→ TASK INSTRUCTIONS
Search term "GraphConfig": please copy every line of the records below that contains it.

→ GIVEN DATA
// Graph Assembler - Main Entry Point
//
// Operator-chain records + type annotations → deduplicated nodes and edges:
// - one node per `(line, column, name)` occurrence, reused across chains
// - unclassifiable operators skipped, edges bridge the gap
// - consecutive retained nodes in a chain linked in source order
// - `let y = x.filter(..)` linked to the chain that produced `x`
//
// Deterministic: the same records always give the same ids and edges.

use ahash::{AHashMap, AHashSet};
use std::collections::BTreeMap;

use super::node_converter::{qualify_tick_variable, NodeConverter};
use super::type_matcher::TypeAnnotationIndex;
use crate::config::GraphConfig;
use crate::features::graph_builder::domain::{
    AssembledGraph, BuildStats, ChainNodes, ChainOwner, NodeTable,
};
use crate::features::operator_classifier::OperatorClassifier;
use crate::features::type_parsing::{parse_location_label, parse_location_type};
use crate::shared::models::{
    Edge, EdgeId, Location, NodeId, OperatorChainRecord, VariableBinding,
};
use crate::shared::ports::FunctionResolver;

// ============================================================
// Graph Builder
// ============================================================

/// Graph Assembler
///
/// ## Usage
/// ```text
/// let classifier = OperatorClassifier::new(&config.resolved_operators());
/// let builder = GraphBuilder::new(classifier, config.graph.clone());
/// let types = TypeAnnotationIndex::new(&input.type_annotations, &config.graph);
/// let graph = builder.build(&input.bindings, &input.standalone_chains, &types, &resolver);
/// ```
#[derive(Debug, Clone)]
pub struct GraphBuilder {
    classifier: OperatorClassifier,
    config: GraphConfig,
}

/// A chain waiting to be processed, with its source position
struct PendingChain<'r> {
    order: (Location, usize),
    owner: ChainOwner,
    record: &'r OperatorChainRecord,
}

/// Mutable assembly state for one `build` call
struct Assembly {
    table: NodeTable,
    edges: Vec<Edge>,
    seen_edges: AHashSet<(NodeId, NodeId)>,
    producers: AHashMap<String, NodeId>,
    stats: BuildStats,
}

impl Assembly {
    fn new() -> Self {
        Self {
            table: NodeTable::new(),
            edges: Vec::new(),
            seen_edges: AHashSet::new(),
            producers: AHashMap::new(),
            stats: BuildStats::default(),
        }
    }

    /// Adds `source -> target` unless it is a self-loop or already present
    fn link(&mut self, source: NodeId, target: NodeId) -> bool {
        if source == target || !self.seen_edges.insert((source, target)) {
            return false;
        }
        let id = EdgeId(self.edges.len() as u32);
        self.edges.push(Edge::new(id, source, target));
        true
    }
}

impl GraphBuilder {
    pub fn new(classifier: OperatorClassifier, config: GraphConfig) -> Self {
        Self { classifier, config }
    }

    pub fn classifier(&self) -> &OperatorClassifier {
        &self.classifier
    }

    pub fn config(&self) -> &GraphConfig {
        &self.config
    }

    /// Assemble the dataflow graph for one document
    pub fn build(
        &self,
        bindings: &[VariableBinding],
        standalone_chains: &[OperatorChainRecord],
        types: &TypeAnnotationIndex,
        resolver: &dyn FunctionResolver,
    ) -> AssembledGraph {
        let mut state = Assembly::new();
        let converter = NodeConverter::new(&self.classifier, self.config.max_label_length);

        let mut chains = Vec::with_capacity(bindings.len() + standalone_chains.len());
        for pending in self.pending_chains(bindings, standalone_chains) {
            let chain_nodes = self.process_chain(&pending, &mut state, &converter, types, resolver);
            if let ChainOwner::Binding { variable, .. } = &pending.owner {
                if let Some(&last) = chain_nodes.nodes.last() {
                    state.producers.insert(variable.clone(), last);
                }
            }
            chains.push(chain_nodes);
        }

        state.stats.chains = chains.len();
        state.stats.nodes = state.table.len();
        state.stats.edges = state.edges.len();
        state.stats.typed_nodes = state.table.iter().filter(|n| n.has_location()).count();

        tracing::info!(
            chains = state.stats.chains,
            nodes = state.stats.nodes,
            edges = state.stats.edges,
            skipped = state.stats.operators_skipped,
            "assembled dataflow graph"
        );

        AssembledGraph {
            nodes: state.table.into_nodes(),
            edges: state.edges,
            chains,
            producers: state.producers.into_iter().collect::<BTreeMap<_, _>>(),
            stats: state.stats,
        }
    }

    /// Bindings and standalone chains interleaved by first operator position.
    /// Chains without operators sort by declaration line, bindings first on ties.
    fn pending_chains<'r>(
        &self,
        bindings: &'r [VariableBinding],
        standalone_chains: &'r [OperatorChainRecord],
    ) -> Vec<PendingChain<'r>> {
        let mut pending: Vec<PendingChain<'r>> = bindings
            .iter()
            .enumerate()
            .map(|(i, binding)| PendingChain {
                order: (
                    binding
                        .chain
                        .first_location()
                        .unwrap_or(Location::new(binding.declaration_line, 0)),
                    i,
                ),
                owner: ChainOwner::Binding {
                    variable: binding.variable_name.clone(),
                    declaration_line: binding.declaration_line,
                },
                record: &binding.chain,
            })
            .collect();

        let offset = bindings.len();
        pending.extend(standalone_chains.iter().enumerate().map(|(i, record)| {
            PendingChain {
                order: (
                    record.first_location().unwrap_or(Location::new(u32::MAX, 0)),
                    offset + i,
                ),
                owner: ChainOwner::Standalone,
                record,
            }
        }));

        pending.sort_by_key(|p| p.order);
        pending
    }

    fn process_chain(
        &self,
        pending: &PendingChain<'_>,
        state: &mut Assembly,
        converter: &NodeConverter<'_>,
        types: &TypeAnnotationIndex,
        resolver: &dyn FunctionResolver,
    ) -> ChainNodes {
        let record = pending.record;
        let line = match &pending.owner {
            ChainOwner::Binding {
                declaration_line, ..
            } => *declaration_line,
            ChainOwner::Standalone => pending.order.0.line,
        };

        let mut retained: Vec<NodeId> = Vec::with_capacity(record.operators.len());
        let mut current_tick: Option<String> = None;

        for call in &record.operators {
            state.stats.operators_seen += 1;

            if let Some(arg) = call.tick_argument.as_deref() {
                current_tick = Some(qualify_tick_variable(arg, call.line(), resolver));
            }

            let key = call.key();
            let return_type = types.lookup(&key);
            if !self.classifier.is_valid_dataflow_operator(&call.name, return_type) {
                state.stats.operators_skipped += 1;
                tracing::debug!(operator = %call.name, line = call.line(), "skipping non-dataflow call");
                continue;
            }

            // A typed operator outside any tick ends propagation for the rest of the chain
            if call.tick_argument.is_none() && leaves_tick(return_type) {
                current_tick = None;
            }
            let tick = if call.tick_argument.is_some() || self.config.propagate_tick_variables {
                current_tick.clone()
            } else {
                None
            };

            let (id, _) = state
                .table
                .get_or_insert_with(&key, |id| converter.convert(id, call, return_type, tick));

            if let Some(&previous) = retained.last() {
                state.link(previous, id);
            }
            if retained.last() != Some(&id) {
                retained.push(id);
            }
        }

        if let Some(&first) = retained.first() {
            if let Some((variable, producer)) = referenced_variable(record, &state.producers) {
                if state.link(producer, first) {
                    state.stats.cross_chain_edges += 1;
                    tracing::debug!(variable = %variable, "linked chain to producer");
                }
            }
        }

        ChainNodes {
            owner: pending.owner.clone(),
            line,
            nodes: retained,
        }
    }
}

fn leaves_tick(return_type: Option<&str>) -> bool {
    return_type
        .and_then(parse_location_type)
        .map(|kind| parse_location_label(&kind).tick_depth == 0)
        .unwrap_or(false)
}

/// Longest previously recorded variable the chain starts from, with its producer
fn referenced_variable(
    record: &OperatorChainRecord,
    producers: &AHashMap<String, NodeId>,
) -> Option<(String, NodeId)> {
    let call_text = record
        .operators
        .first()
        .and_then(|call| call.call_text.as_deref())
        .map(str::trim_start);
    let preceding = record
        .preceding_text
        .as_deref()
        .map(|text| text.trim_end().trim_end_matches('.').trim_end());

    producers
        .iter()
        .filter(|(name, _)| {
            call_text.is_some_and(|text| starts_with_identifier(text, name))
                || preceding.is_some_and(|text| ends_with_identifier(text, name))
        })
        .max_by(|(a, _), (b, _)| a.len().cmp(&b.len()).then_with(|| b.cmp(a)))
        .map(|(name, id)| (name.clone(), *id))
}

fn is_ident_char(c: char) -> bool {
    c.is_alphanumeric() || c == '_'
}

fn starts_with_identifier(text: &str, name: &str) -> bool {
    text.strip_prefix(name)
        .is_some_and(|rest| !rest.starts_with(is_ident_char))
}

fn ends_with_identifier(text: &str, name: &str) -> bool {
    text.strip_suffix(name)
        .is_some_and(|rest| !rest.ends_with(is_ident_char))
}

// ============================================================
// Tests
// ============================================================
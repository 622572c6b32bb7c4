//! Configuration validation
//!
//! Every configuration section implements `Validatable`; `PipelineConfig`
//! validates its sections in order and stops at the first failure.

use super::error::{ConfigError, ConfigResult};
use super::pipeline_config::{CacheConfig, GraphConfig, PipelineConfig};

// ═══════════════════════════════════════════════════════════════════════════
// Validatable Trait
// ═══════════════════════════════════════════════════════════════════════════

/// Trait for validatable configuration objects
///
/// # Example
/// ```rust,ignore
/// use flowgraph_ir::config::{GraphConfig, Validatable};
///
/// let graph = GraphConfig::default();
/// graph.validate()?;
/// ```
pub trait Validatable {
    /// Returns `Ok(())` if valid, `Err(ConfigError)` with details if invalid.
    fn validate(&self) -> ConfigResult<()>;

    /// Configuration name for error messages
    fn config_name(&self) -> &'static str {
        "Config"
    }
}

/// Extension trait for validating optional or repeated sections
pub trait ValidatableCollection {
    fn validate_all(&self) -> ConfigResult<()>;
}

impl<T: Validatable> ValidatableCollection for Vec<T> {
    fn validate_all(&self) -> ConfigResult<()> {
        for config in self {
            config.validate()?;
        }
        Ok(())
    }
}

impl<T: Validatable> ValidatableCollection for Option<T> {
    fn validate_all(&self) -> ConfigResult<()> {
        if let Some(config) = self {
            config.validate()?;
        }
        Ok(())
    }
}

// ═══════════════════════════════════════════════════════════════════════════
// Section rules
// ═══════════════════════════════════════════════════════════════════════════

pub const MIN_LABEL_LENGTH: usize = 8;
pub const MAX_LABEL_LENGTH: usize = 1000;
pub const MIN_CACHE_CAPACITY: usize = 1;
pub const MAX_CACHE_CAPACITY: usize = 100_000;

impl Validatable for GraphConfig {
    fn validate(&self) -> ConfigResult<()> {
        if !(MIN_LABEL_LENGTH..=MAX_LABEL_LENGTH).contains(&self.max_label_length) {
            return Err(ConfigError::range_with_hint(
                "graph.max_label_length",
                self.max_label_length,
                MIN_LABEL_LENGTH,
                MAX_LABEL_LENGTH,
                "Labels shorter than 8 characters cannot hold an operator name and '...'",
            ));
        }

        if self.type_match_line_weight == 0 {
            return Err(ConfigError::range_with_hint(
                "graph.type_match_line_weight",
                self.type_match_line_weight,
                1,
                u32::MAX,
                "A zero line weight would match annotations from any line",
            ));
        }

        if self.type_match_max_distance == 0 {
            return Err(ConfigError::Validation(
                "graph.type_match_max_distance must be positive; use exact positions only by setting it to 1".to_string(),
            ));
        }

        Ok(())
    }

    fn config_name(&self) -> &'static str {
        "GraphConfig"
    }
}

impl Validatable for CacheConfig {
    fn validate(&self) -> ConfigResult<()> {
        if !(MIN_CACHE_CAPACITY..=MAX_CACHE_CAPACITY).contains(&self.capacity) {
            return Err(ConfigError::range_with_hint(
                "cache.capacity",
                self.capacity,
                MIN_CACHE_CAPACITY,
                MAX_CACHE_CAPACITY,
                "The extraction cache must hold at least one document",
            ));
        }
        Ok(())
    }

    fn config_name(&self) -> &'static str {
        "CacheConfig"
    }
}

impl Validatable for PipelineConfig {
    fn validate(&self) -> ConfigResult<()> {
        self.operators.validate_all()?;
        self.graph.validate()?;
        self.cache.validate()?;
        Ok(())
    }

    fn config_name(&self) -> &'static str {
        "PipelineConfig"
    }
}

→ EXPECTED ANSWER
use crate::config::GraphConfig;
    config: GraphConfig,
    pub fn new(classifier: OperatorClassifier, config: GraphConfig) -> Self {
    pub fn config(&self) -> &GraphConfig {
use super::pipeline_config::{CacheConfig, GraphConfig, PipelineConfig};
/// use flowgraph_ir::config::{GraphConfig, Validatable};
/// let graph = GraphConfig::default();
impl Validatable for GraphConfig {
        "GraphConfig"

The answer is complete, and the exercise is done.